The problem: Would you please restate every record exactly as written?

[Extracted records]
- - - -

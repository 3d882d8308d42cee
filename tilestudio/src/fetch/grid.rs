//! UTFGrid passthrough.
//!
//! Grids are served with their own, longer cache lifetime and never touch
//! statistics. A failing grid is reported without updating the error ledger.

use bytes::Bytes;
use tracing::{debug, warn};

use super::{set_header, FetchError, TileFetcher, TileReply};
use crate::backend::{BackendError, TileHandle};
use crate::request::{TileCoordinate, TileFormat};

impl TileFetcher {
    /// Fetches the UTFGrid for `coord` from the handle's own backend.
    pub async fn fetch_grid(
        &self,
        handle: &TileHandle,
        coord: TileCoordinate,
    ) -> Result<TileReply, FetchError> {
        let coord = coord.with_format(TileFormat::Grid);
        let grid = match handle.select(TileFormat::Grid).get_grid(coord).await {
            Ok(grid) => grid,
            Err(BackendError::NotReady) => {
                debug!(id = handle.id(), tile = %coord, "Grid source not ready");
                return Err(FetchError::NotReady);
            }
            Err(BackendError::Failed(message)) => {
                warn!(id = handle.id(), tile = %coord, error = %message, "Grid render failed");
                return Err(FetchError::Render {
                    message,
                    errors: None,
                });
            }
        };

        let body = serde_json::to_vec(&grid).map_err(|e| FetchError::Render {
            message: format!("Cannot encode grid: {}", e),
            errors: None,
        })?;

        let mut headers = Vec::new();
        set_header(
            &mut headers,
            "cache-control",
            &format!("max-age={}", self.policy.grid_max_age),
        );
        set_header(&mut headers, "content-type", TileFormat::Grid.content_type());

        Ok(TileReply {
            body: Bytes::from(body),
            headers,
            cookies: Vec::new(),
        })
    }
}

- - - -

Solution for this problem:
repository 3d882d8308d42cee
filename tilestudio/src/fetch/grid.rs
//! UTFGrid passthrough.
//!
//! Grids are served with their own, longer cache lifetime and never touch
//! statistics. A failing grid is reported without updating the error ledger.

use bytes::Bytes;
use tracing::{debug, warn};

use super::{set_header, FetchError, TileFetcher, TileReply};
use crate::backend::{BackendError, TileHandle};
use crate::request::{TileCoordinate, TileFormat};

impl TileFetcher {
    /// Fetches the UTFGrid for `coord` from the handle's own backend.
    pub async fn fetch_grid(
        &self,
        handle: &TileHandle,
        coord: TileCoordinate,
    ) -> Result<TileReply, FetchError> {
        let coord = coord.with_format(TileFormat::Grid);
        let grid = match handle.select(TileFormat::Grid).get_grid(coord).await {
            Ok(grid) => grid,
            Err(BackendError::NotReady) => {
                debug!(id = handle.id(), tile = %coord, "Grid source not ready");
                return Err(FetchError::NotReady);
            }
            Err(BackendError::Failed(message)) => {
                warn!(id = handle.id(), tile = %coord, error = %message, "Grid render failed");
                return Err(FetchError::Render {
                    message,
                    errors: None,
                });
            }
        };

        let body = serde_json::to_vec(&grid).map_err(|e| FetchError::Render {
            message: format!("Cannot encode grid: {}", e),
            errors: None,
        })?;

        let mut headers = Vec::new();
        set_header(
            &mut headers,
            "cache-control",
            &format!("max-age={}", self.policy.grid_max_age),
        );
        set_header(&mut headers, "content-type", TileFormat::Grid.content_type());

        Ok(TileReply {
            body: Bytes::from(body),
            headers,
            cookies: Vec::new(),
        })
    }
}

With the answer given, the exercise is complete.